Hong Phuc actively works with the organization to develop and sustain a number of open source projects, including SUSI.AI, the open source voice assistant framework, Pocket Science Lab, a miniaturized FOSS hardware and software laboratory, and Eventyay, an open source event solution. Hong Phuc supports participation of these projects in numerous coding programs training thousands of new developers under the FOSSASIA umbrella.
Every year she organizes the FOSSASIA OpenTechSummit in Singapore, an event where open source contributors from around the world get together to share, collaborate, and build a bridge between the East and West. She also runs events such as OpenTechSummit in China, Science Hackathons in Vietnam, and Jugaadfest in India. Furthermore, Hong Phuc created and manages online coding contests for education like Codeheat, which introduces more than 1,000 students to open source each year.
Hong Phuc also supports a range of companies — from the automotive industry to fashion tech companies — to expand their work models to become more efficient by helping people collaborate more openly inside and across companies. Her goal is to share her learnings with as many people as possible to spread the model of open source collaboration around the world. Hong Phuc speaks at tech conferences like Chaos Communication Congress, FOSDEM, Open Source Summit, and OpenTechSummit Europe. She trains high school teachers on how to use open source tools for education, sets up local open source meetups across Asia, and organizes UNESCO hackathons for the UN sustainable development goals.
Open source has been a life-changing experience for Hong Phuc. She grew up in a small town in the Mekong Delta of Vietnam and cannot imagine her life today without open source. It has given her the opportunity to learn, grow, be independent, see the entire world, and connect with many people. She believes that free and open source enables sharing and collaboration across borders, regardless of language, race, religion, gender, background, or skills.
What she hopes to accomplish in the next year and beyond:
During the FOSSASIA Summit 2020 in Singapore Hong Phuc and team gained experience in running a mixed on-site and online event as many people could not participate in-person due to travel restrictions. They found there is much to learn and improve on how to do collaborative events entirely with FOSS.
In the next year, Hong Phuc plans to organize more online events and, in particular, workshops of people working together on practical solutions to solving the COVID-19 crisis. In this crisis, communities are lacking medical equipment like ventilators, textile masks, pharmaceutical drugs, educational online content, and open digital tools for schools. Global supply chains are interrupted and the market is not able to supply what is needed. Prices are skyrocketing.

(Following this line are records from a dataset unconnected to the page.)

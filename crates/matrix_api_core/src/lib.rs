//! Pure request-shaping logic for the Matrix client-server API.
//!
//! Nothing in this crate performs I/O. It turns a caller's
//! [`ApiRequest`] into a fully formed [`RequestDescriptor`] (auth token
//! injected, body serialized), and it decides how long to wait after a
//! 429 with [`RateLimitSignal`]. Both the blocking and the async send loops
//! in `matrix_api_client` are built on top of it.
//!
//! # Examples
//!
//! ```
//! use matrix_api_core::{ApiRequest, ApiSession};
//!
//! # fn main() -> Result<(), Box<dyn std::error::Error>> {
//! let session = ApiSession::builder()
//!     .base_url("https://matrix.example.org")
//!     .token("1234")
//!     .build()?;
//!
//! let request = session.prepare(&ApiRequest::get("/createRoom"))?;
//! assert_eq!(request.endpoint(), "https://matrix.example.org/_matrix/client/r0/createRoom");
//! assert_eq!(request.body_text(), Some("{}"));
//! # Ok(())
//! # }
//! ```

#![forbid(unsafe_code)]
#![warn(missing_docs)]

mod config;
mod method;
mod rate_limit;
mod request;
mod retry;
mod session;

pub use config::MatrixApiConfig;
pub use method::HttpMethod;
pub use rate_limit::RateLimitSignal;
pub use request::{ApiRequest, Content, RequestDescriptor};
pub use retry::RetryPolicy;
pub use session::{ApiSession, ApiSessionBuilder};

/// Versioned client-server API prefix used when a request does not override it.
pub const MATRIX_V2_API_PATH: &str = "/_matrix/client/r0";

/// Wait applied to a 429 whose body carries no usable `retry_after_ms`.
pub const DEFAULT_429_WAIT_MS: u64 = 5000;
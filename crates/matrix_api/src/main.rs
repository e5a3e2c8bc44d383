//! matrix-api CLI binary.
//!
//! Sends requests to a Matrix homeserver through the rate-limit aware
//! client and prints the JSON response.

use clap::Parser;
use matrix_api::{AsyncHttpApi, LoggingConfig, init_logging};

mod cli;

#[tokio::main]
async fn main() -> Result<(), Box<dyn std::error::Error>> {
    use cli::{Cli, build_session, run_command};

    // Load .env before clap reads env-backed flags
    let _ = dotenvy::dotenv();

    let cli = Cli::parse();

    let log_level = if cli.verbose { "debug" } else { "info" };
    init_logging(&LoggingConfig::new(log_level).with_json_logs(cli.json_logs))
        .map_err(|e| e as Box<dyn std::error::Error>)?;

    let session = build_session(&cli)?;
    let api = AsyncHttpApi::new(session)?;

    let output = run_command(&api, cli.command).await?;
    println!("{}", serde_json::to_string_pretty(&output)?);

    Ok(())
}
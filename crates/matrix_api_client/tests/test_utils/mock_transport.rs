//! Recording mock transport for testing the send loops.

use async_trait::async_trait;
use matrix_api_client::{BlockingTransport, Transport, TransportResponse};
use matrix_api_core::RequestDescriptor;
use matrix_api_error::TransportError;
use serde_json::Value as JsonValue;
use std::collections::VecDeque;
use std::sync::{Arc, Mutex};

/// A single scripted exchange.
#[derive(Debug, Clone)]
pub enum MockResponse {
    /// Answer with this status and body
    Reply { status: u16, body: String },
    /// Fail before any response, like a refused connection
    Fail(String),
}

impl MockResponse {
    /// Reply with a JSON body.
    pub fn json(status: u16, body: JsonValue) -> Self {
        Self::Reply {
            status,
            body: body.to_string(),
        }
    }

    /// Reply with a raw text body.
    #[allow(dead_code)]
    pub fn text(status: u16, body: impl Into<String>) -> Self {
        Self::Reply {
            status,
            body: body.into(),
        }
    }
}

/// Mock transport that replays scripted responses and records every request.
///
/// Responses are consumed in order; once only one is left it is repeated
/// for every further call. Clones share the script and the recording.
#[derive(Debug, Clone)]
pub struct MockTransport {
    responses: Arc<Mutex<VecDeque<MockResponse>>>,
    requests: Arc<Mutex<Vec<RequestDescriptor>>>,
}

impl MockTransport {
    /// Always answer 200 with the given JSON.
    pub fn new_success(body: JsonValue) -> Self {
        Self::new_sequence(vec![MockResponse::json(200, body)])
    }

    /// Answer `status` once, then 200 with the same body. A 429 script
    /// therefore clears on the second attempt.
    pub fn new_status_then_success(status: u16, body: JsonValue) -> Self {
        Self::new_sequence(vec![
            MockResponse::json(status, body.clone()),
            MockResponse::json(200, body),
        ])
    }

    /// Replay `responses` in order, repeating the last one.
    pub fn new_sequence(responses: Vec<MockResponse>) -> Self {
        assert!(!responses.is_empty(), "mock needs at least one response");
        Self {
            responses: Arc::new(Mutex::new(responses.into())),
            requests: Arc::new(Mutex::new(Vec::new())),
        }
    }

    /// Number of requests issued so far.
    pub fn call_count(&self) -> usize {
        self.requests.lock().unwrap().len()
    }

    /// Every request issued so far, in order.
    pub fn requests(&self) -> Vec<RequestDescriptor> {
        self.requests.lock().unwrap().clone()
    }

    fn next_response(&self, request: &RequestDescriptor) -> Result<TransportResponse, TransportError> {
        self.requests.lock().unwrap().push(request.clone());

        let mut responses = self.responses.lock().unwrap();
        let next = if responses.len() > 1 {
            responses.pop_front().unwrap()
        } else {
            responses.front().cloned().unwrap()
        };

        match next {
            MockResponse::Reply { status, body } => Ok(TransportResponse::new(status, body)),
            MockResponse::Fail(message) => Err(TransportError::new(
                request.method().to_string(),
                request.endpoint().clone(),
                message,
            )),
        }
    }
}

#[async_trait]
impl Transport for MockTransport {
    async fn execute(&self, request: &RequestDescriptor) -> Result<TransportResponse, TransportError> {
        self.next_response(request)
    }
}

impl BlockingTransport for MockTransport {
    fn execute(&self, request: &RequestDescriptor) -> Result<TransportResponse, TransportError> {
        self.next_response(request)
    }
}
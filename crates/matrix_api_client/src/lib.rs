//! Send loops for the Matrix client-server API.
//!
//! Two clients share the pure request shaping and rate-limit policy from
//! `matrix_api_core`:
//! - [`AsyncHttpApi`] suspends on network I/O and on rate-limit waits, so
//!   many calls can be in flight on one runtime thread
//! - [`HttpApi`] blocks the calling thread instead
//!
//! Both retry a 429 after the wait the server asks for, surface transport
//! failures and other non-2xx statuses immediately, and return the parsed
//! JSON body on success. The HTTP client itself sits behind the
//! [`Transport`] / [`BlockingTransport`] traits; reqwest implementations
//! are provided.
//!
//! # Example
//!
//! ```no_run
//! use matrix_api_client::AsyncHttpApi;
//! use matrix_api_core::{ApiRequest, ApiSession};
//!
//! # async fn run() -> Result<(), Box<dyn std::error::Error>> {
//! let session = ApiSession::builder()
//!     .base_url("https://matrix.example.org")
//!     .token("syt_secret")
//!     .build()?;
//! let api = AsyncHttpApi::new(session)?;
//!
//! let whoami = api.send(ApiRequest::get("/account/whoami")).await?;
//! println!("{}", whoami["user_id"]);
//! # Ok(())
//! # }
//! ```

#![forbid(unsafe_code)]
#![warn(missing_docs)]

mod api;
mod attempt;
mod blocking;
mod endpoints;
mod reqwest_transport;
mod transport;

pub use api::AsyncHttpApi;
pub use blocking::HttpApi;
pub use reqwest_transport::{BlockingReqwestTransport, ReqwestTransport};
pub use transport::{BlockingTransport, Transport, TransportResponse};
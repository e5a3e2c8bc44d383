//! Error types for the matrix_api client runtime.
//!
//! Every failure a call can surface falls into one of a handful of kinds:
//! - [`ConfigError`]: the caller asked for something the client cannot do
//!   (an unsupported HTTP method, a missing session field)
//! - [`TransportError`]: the request never produced an HTTP response
//! - [`RequestError`]: the homeserver answered with a non-2xx, non-429 status
//! - [`JsonError`]: a body could not be serialised or parsed
//! - [`RateLimitError`]: a bounded retry policy ran out of attempts
//!
//! Rate limiting itself is not an error. A 429 is waited out and retried by
//! the send loop and is only visible here when the caller opted into a cap.
//!
//! All structs capture the creating source location with `#[track_caller]`.
//!
//! # Examples
//!
//! ```
//! use matrix_api_error::{MatrixApiResult, RequestError};
//!
//! fn lookup() -> MatrixApiResult<String> {
//!     Err(RequestError::new(404, "{\"errcode\":\"M_NOT_FOUND\"}"))?
//! }
//!
//! let err = lookup().unwrap_err();
//! assert_eq!(err.status(), Some(404));
//! ```

#![forbid(unsafe_code)]
#![warn(missing_docs)]

mod config;
mod error;
mod json;
mod rate_limit;
mod request;
mod transport;

pub use config::{ConfigError, ConfigErrorKind};
pub use error::{MatrixApiError, MatrixApiErrorKind, MatrixApiResult};
pub use json::JsonError;
pub use rate_limit::RateLimitError;
pub use request::RequestError;
pub use transport::TransportError;
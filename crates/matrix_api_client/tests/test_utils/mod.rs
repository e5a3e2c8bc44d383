//! Shared test helpers.

mod mock_transport;

pub use mock_transport::{MockResponse, MockTransport};

use matrix_api_core::ApiSession;

/// Session pointing at a fake homeserver with token `1234`.
#[allow(dead_code)]
pub fn session() -> ApiSession {
    ApiSession::builder()
        .base_url("https://matrix.example.org")
        .token("1234")
        .build()
        .expect("valid test session")
}
//! Bounds on the rate-limit retry loop.

use serde::{Deserialize, Serialize};
use std::time::Duration;

/// How far the send loop goes when the server keeps answering 429.
///
/// The default is unbounded: every 429 is waited out and retried until a
/// different status arrives. Set `max_retries` to give up with a
/// `RateLimitError` instead, and `max_wait_ms` to clamp any single wait
/// the server asks for.
///
/// # Examples
///
/// ```
/// use matrix_api_core::RetryPolicy;
/// use std::time::Duration;
///
/// let policy = RetryPolicy::default();
/// assert!(policy.allows_retry(1_000_000));
///
/// let bounded = RetryPolicy::bounded(2).with_max_wait_ms(1000);
/// assert!(bounded.allows_retry(2));
/// assert!(!bounded.allows_retry(3));
/// assert_eq!(bounded.cap(Duration::from_secs(30)), Duration::from_secs(1));
/// ```
#[derive(Debug, Clone, Copy, PartialEq, Eq, Hash, Default, Serialize, Deserialize)]
pub struct RetryPolicy {
    /// Retries allowed after the first attempt (`None` = unbounded)
    #[serde(default, skip_serializing_if = "Option::is_none")]
    pub max_retries: Option<u32>,

    /// Upper bound for a single rate-limit wait, in milliseconds
    #[serde(default, skip_serializing_if = "Option::is_none")]
    pub max_wait_ms: Option<u64>,
}

impl RetryPolicy {
    /// Unbounded retries, uncapped waits.
    pub fn unbounded() -> Self {
        Self::default()
    }

    /// Give up after `max_retries` retries.
    pub fn bounded(max_retries: u32) -> Self {
        Self {
            max_retries: Some(max_retries),
            max_wait_ms: None,
        }
    }

    /// Clamp every wait to at most `max_wait_ms`.
    pub fn with_max_wait_ms(mut self, max_wait_ms: u64) -> Self {
        self.max_wait_ms = Some(max_wait_ms);
        self
    }

    /// Whether a call that has already been rate limited `attempts` times
    /// may try again.
    pub fn allows_retry(&self, attempts: u32) -> bool {
        self.max_retries.is_none_or(|max| attempts <= max)
    }

    /// Apply `max_wait_ms` to a computed wait.
    pub fn cap(&self, wait: Duration) -> Duration {
        match self.max_wait_ms {
            Some(max) => wait.min(Duration::from_millis(max)),
            None => wait,
        }
    }
}
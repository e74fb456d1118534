//! Run manifest.
//!
//! One per batch, written next to the Gold stage:
//!
//! ```json
//! {
//!   "batch_id": "5b0c6c1e-...",
//!   "as_of": "2024-06-30",
//!   "processed_at": "2024-06-30T00:00:00Z",
//!   "source_digest": "9f86d0...",
//!   "config_fingerprint": "2c26b4...",
//!   "status": "completed_with_rejections",
//!   "entities": {
//!     "claims": { "read": 1000, "accepted": 999, "rejected": 1,
//!                 "rejections_by_rule": { "unknown_reference": 1 } }
//!   },
//!   "format_version": 1
//! }
//! ```

use std::collections::BTreeMap;
use std::fs;
use std::path::{Path, PathBuf};

use chrono::NaiveDate;
use serde::{Deserialize, Serialize};

use super::{write_atomic, RunContext, StageError, StageResult, WriteOutcome};
use crate::models::EntityKind;
use crate::validate::Rejection;

/// Directory under the Gold root holding run manifests.
pub const MANIFESTS_DIR: &str = "_manifests";

/// Outcome of a run that did not fail outright.
#[derive(Debug, Clone, Copy, PartialEq, Eq, Serialize, Deserialize)]
#[serde(rename_all = "snake_case")]
pub enum RunStatus {
    /// Every row was accepted
    Clean,
    /// Some rows were rejected; the rest went through
    CompletedWithRejections,
}

/// Per-entity counts for one run.
#[derive(Debug, Clone, Default, Serialize, Deserialize, PartialEq, Eq)]
pub struct EntitySummary {
    /// Rows read from the source
    pub read: usize,
    /// Rows that reached Gold
    pub accepted: usize,
    pub rejected: usize,
    /// Rejection count per rule name
    pub rejections_by_rule: BTreeMap<String, usize>,
}

impl EntitySummary {
    pub fn new(read: usize, accepted: usize, rejections: &[&Rejection]) -> Self {
        let mut rejections_by_rule = BTreeMap::new();
        for rejection in rejections {
            *rejections_by_rule
                .entry(rejection.rule.as_str().to_string())
                .or_insert(0) += 1;
        }
        Self {
            read,
            accepted,
            rejected: rejections.len(),
            rejections_by_rule,
        }
    }
}

/// Authoritative record of what one batch run produced.
#[derive(Debug, Clone, Serialize, Deserialize, PartialEq, Eq)]
pub struct RunManifest {
    pub batch_id: String,
    pub as_of: NaiveDate,
    pub processed_at: String,
    /// SHA-256 of the raw input, hex encoded
    pub source_digest: String,
    /// SHA-256 of the validation and derivation rules
    pub config_fingerprint: String,
    pub status: RunStatus,
    /// Keyed by table name
    pub entities: BTreeMap<String, EntitySummary>,
    pub format_version: u8,
}

impl RunManifest {
    pub fn new(
        ctx: &RunContext,
        source_digest: impl Into<String>,
        config_fingerprint: impl Into<String>,
        entities: BTreeMap<String, EntitySummary>,
    ) -> Self {
        let status = if entities.values().any(|e| e.rejected > 0) {
            RunStatus::CompletedWithRejections
        } else {
            RunStatus::Clean
        };
        Self {
            batch_id: ctx.batch_id.clone(),
            as_of: ctx.as_of,
            processed_at: ctx.processed_at(),
            source_digest: source_digest.into(),
            config_fingerprint: config_fingerprint.into(),
            status,
            entities,
            format_version: 1,
        }
    }

    /// Build a manifest from the rejections of a run. `read` and `accepted`
    /// hold the per-entity row counts.
    pub fn summarize(
        ctx: &RunContext,
        source_digest: impl Into<String>,
        config_fingerprint: impl Into<String>,
        read: &BTreeMap<EntityKind, usize>,
        accepted: &BTreeMap<EntityKind, usize>,
        rejections: &[Rejection],
    ) -> Self {
        let entities = EntityKind::ALL
            .iter()
            .map(|entity| {
                let rejected: Vec<&Rejection> =
                    rejections.iter().filter(|r| r.entity == *entity).collect();
                let summary = EntitySummary::new(
                    read.get(entity).copied().unwrap_or(0),
                    accepted.get(entity).copied().unwrap_or(0),
                    &rejected,
                );
                (entity.as_str().to_string(), summary)
            })
            .collect();
        Self::new(ctx, source_digest, config_fingerprint, entities)
    }

    pub fn total_accepted(&self) -> usize {
        self.entities.values().map(|e| e.accepted).sum()
    }

    pub fn total_rejected(&self) -> usize {
        self.entities.values().map(|e| e.rejected).sum()
    }

    /// `<gold_root>/_manifests/<batch_id>.json`
    pub fn path_for(gold_root: &Path, batch_id: &str) -> PathBuf {
        gold_root
            .join(MANIFESTS_DIR)
            .join(format!("{}.json", batch_id))
    }

    pub fn to_json(&self) -> StageResult<String> {
        Ok(serde_json::to_string_pretty(self)?)
    }

    pub fn from_json(json: &str) -> StageResult<Self> {
        Ok(serde_json::from_str(json)?)
    }

    /// Write atomically; an identical manifest is left untouched.
    pub fn write_to_file(&self, path: &Path) -> StageResult<WriteOutcome> {
        let mut json = self.to_json()?;
        json.push('\n');
        write_atomic(path, json.as_bytes())
    }

    pub fn read_from_file(path: &Path) -> StageResult<Self> {
        let json = fs::read_to_string(path).map_err(|source| StageError::Io {
            path: path.to_path_buf(),
            source,
        })?;
        Self::from_json(&json)
    }
}
//! Medication and diagnosis code reference data.

use rusqlite::{params, OptionalExtension};

use super::{Database, DbResult};
use crate::models::{DiagnosisCode, Medication};

impl Database {
    /// Insert or update a medication.
    pub fn upsert_medication(&self, medication: &Medication) -> DbResult<()> {
        self.conn.execute(
            r#"
            INSERT INTO medications (medication_id, medication_name, medication_category, updated_at)
            VALUES (?1, ?2, ?3, datetime('now'))
            ON CONFLICT(medication_id) DO UPDATE SET
                medication_name = excluded.medication_name,
                medication_category = excluded.medication_category,
                updated_at = datetime('now')
            "#,
            params![
                medication.medication_id,
                medication.medication_name,
                medication.medication_category,
            ],
        )?;
        Ok(())
    }

    /// Get a medication by ID.
    pub fn get_medication(&self, medication_id: i64) -> DbResult<Option<Medication>> {
        self.conn
            .query_row(
                r#"
                SELECT medication_id, medication_name, medication_category
                FROM medications
                WHERE medication_id = ?
                "#,
                [medication_id],
                medication_from_row,
            )
            .optional()
            .map_err(Into::into)
    }

    /// Find a medication by name, ignoring case.
    pub fn find_medication_by_name(&self, name: &str) -> DbResult<Option<Medication>> {
        self.conn
            .query_row(
                r#"
                SELECT medication_id, medication_name, medication_category
                FROM medications
                WHERE medication_name = ? COLLATE NOCASE
                "#,
                [name.trim()],
                medication_from_row,
            )
            .optional()
            .map_err(Into::into)
    }

    /// Insert or update a diagnosis code. The code must already be in
    /// canonical form.
    pub fn upsert_diagnosis_code(&self, code: &DiagnosisCode) -> DbResult<()> {
        self.conn.execute(
            r#"
            INSERT INTO diagnosis_codes (diagnosis_code, description, category, updated_at)
            VALUES (?1, ?2, ?3, datetime('now'))
            ON CONFLICT(diagnosis_code) DO UPDATE SET
                description = excluded.description,
                category = excluded.category,
                updated_at = datetime('now')
            "#,
            params![code.diagnosis_code, code.description, code.category],
        )?;
        Ok(())
    }

    /// Get a diagnosis code by its canonical form.
    pub fn get_diagnosis_code(&self, diagnosis_code: &str) -> DbResult<Option<DiagnosisCode>> {
        self.conn
            .query_row(
                r#"
                SELECT diagnosis_code, description, category
                FROM diagnosis_codes
                WHERE diagnosis_code = ?
                "#,
                [diagnosis_code],
                |row| {
                    Ok(DiagnosisCode {
                        diagnosis_code: row.get(0)?,
                        description: row.get(1)?,
                        category: row.get(2)?,
                    })
                },
            )
            .optional()
            .map_err(Into::into)
    }
}

fn medication_from_row(row: &rusqlite::Row<'_>) -> rusqlite::Result<Medication> {
    Ok(Medication {
        medication_id: row.get(0)?,
        medication_name: row.get(1)?,
        medication_category: row.get(2)?,
    })
}
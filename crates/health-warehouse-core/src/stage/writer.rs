//! Batch-addressed JSON Lines stage files.

use std::fs::{self, File};
use std::io::Write;
use std::path::{Path, PathBuf};

use serde::de::DeserializeOwned;
use serde::Serialize;

use super::{RunContext, Stage, StageError, StageResult, StagedRecord};
use crate::models::EntityKind;
use crate::validate::Rejection;

/// Directory under the Silver root holding rejection logs.
pub const REJECTIONS_DIR: &str = "_rejections";

/// Result of writing a stage file.
#[derive(Debug, Clone, Copy, PartialEq, Eq)]
pub enum WriteOutcome {
    Written,
    /// An identical file was already in place
    Unchanged,
}

/// Writes and reads the files of one stage.
pub struct StageWriter {
    root: PathBuf,
    stage: Stage,
}

impl StageWriter {
    pub fn new(root: impl Into<PathBuf>, stage: Stage) -> Self {
        Self {
            root: root.into(),
            stage,
        }
    }

    pub fn stage(&self) -> Stage {
        self.stage
    }

    pub fn root(&self) -> &Path {
        &self.root
    }

    /// `<root>/<dir>/<batch_id>.jsonl`
    pub fn path_for(&self, dir: &str, batch_id: &str) -> PathBuf {
        self.root.join(dir).join(format!("{}.jsonl", batch_id))
    }

    /// Write the records of one entity for a batch.
    pub fn write<T: Serialize>(
        &self,
        entity: EntityKind,
        ctx: &RunContext,
        records: &[T],
    ) -> StageResult<WriteOutcome> {
        let path = self.path_for(entity.as_str(), &ctx.batch_id);
        let outcome = self.write_lines(&path, ctx, records)?;
        log::debug!(
            "{} {}: {} records {:?} at {}",
            self.stage,
            entity,
            records.len(),
            outcome,
            path.display()
        );
        Ok(outcome)
    }

    /// Read the records of one entity for a batch. A batch without a file
    /// for the entity reads as empty.
    pub fn read<T: DeserializeOwned>(
        &self,
        entity: EntityKind,
        batch_id: &str,
    ) -> StageResult<Vec<T>> {
        self.read_lines(&self.path_for(entity.as_str(), batch_id), batch_id)
    }

    /// Write the rejection log of a batch.
    pub fn write_rejections(
        &self,
        ctx: &RunContext,
        rejections: &[Rejection],
    ) -> StageResult<WriteOutcome> {
        let path = self.path_for(REJECTIONS_DIR, &ctx.batch_id);
        self.write_lines(&path, ctx, rejections)
    }

    pub fn read_rejections(&self, batch_id: &str) -> StageResult<Vec<Rejection>> {
        self.read_lines(&self.path_for(REJECTIONS_DIR, batch_id), batch_id)
    }

    fn write_lines<T: Serialize>(
        &self,
        path: &Path,
        ctx: &RunContext,
        records: &[T],
    ) -> StageResult<WriteOutcome> {
        let lineage = ctx.lineage(self.stage);
        let mut bytes = Vec::new();
        for record in records {
            let line = StagedRecord {
                lineage: lineage.clone(),
                record,
            };
            serde_json::to_writer(&mut bytes, &line)?;
            bytes.push(b'\n');
        }
        write_atomic(path, &bytes)
    }

    fn read_lines<T: DeserializeOwned>(&self, path: &Path, batch_id: &str) -> StageResult<Vec<T>> {
        if !path.exists() {
            return Ok(Vec::new());
        }
        let text = fs::read_to_string(path).map_err(|source| io_error(path, source))?;

        let mut records = Vec::new();
        for (index, line) in text.lines().enumerate() {
            if line.trim().is_empty() {
                continue;
            }
            let staged: StagedRecord<T> =
                serde_json::from_str(line).map_err(|source| StageError::Json {
                    path: path.to_path_buf(),
                    line: index + 1,
                    source,
                })?;
            if staged.lineage.batch_id != batch_id {
                return Err(StageError::BatchMismatch {
                    path: path.to_path_buf(),
                    expected: batch_id.to_string(),
                    found: staged.lineage.batch_id,
                });
            }
            records.push(staged.record);
        }
        Ok(records)
    }
}

/// Replace `path` with `bytes` through a temporary file and rename, unless
/// the file already holds exactly these bytes.
pub fn write_atomic(path: &Path, bytes: &[u8]) -> StageResult<WriteOutcome> {
    if let Ok(existing) = fs::read(path) {
        if existing == bytes {
            return Ok(WriteOutcome::Unchanged);
        }
    }

    if let Some(parent) = path.parent() {
        fs::create_dir_all(parent).map_err(|source| io_error(parent, source))?;
    }

    let tmp = path.with_extension("tmp");
    let mut file = File::create(&tmp).map_err(|source| io_error(&tmp, source))?;
    file.write_all(bytes)
        .and_then(|_| file.sync_all())
        .map_err(|source| io_error(&tmp, source))?;
    fs::rename(&tmp, path).map_err(|source| io_error(path, source))?;
    Ok(WriteOutcome::Written)
}

fn io_error(path: &Path, source: std::io::Error) -> StageError {
    StageError::Io {
        path: path.to_path_buf(),
        source,
    }
}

To Hong Phuc, this shows we can no longer rely on centralized production pipelines and we need solutions that can be deployed anywhere and products that can be produced locally. Open source software, open hardware, and open science with which code, schematics, and knowledge can be shared around the world are the way to achieve this. Hong Phuc would like to use her energy to create a paradigm shift in society making "open" the default and to allow everyone to be part of it no matter their background.
By sharing the story of her journey, Hong Phuc wants to encourage more women and people with different backgrounds to participate in FOSS. Furthermore, she plans to run a developer coding program in the summer with companies in support of FOSS.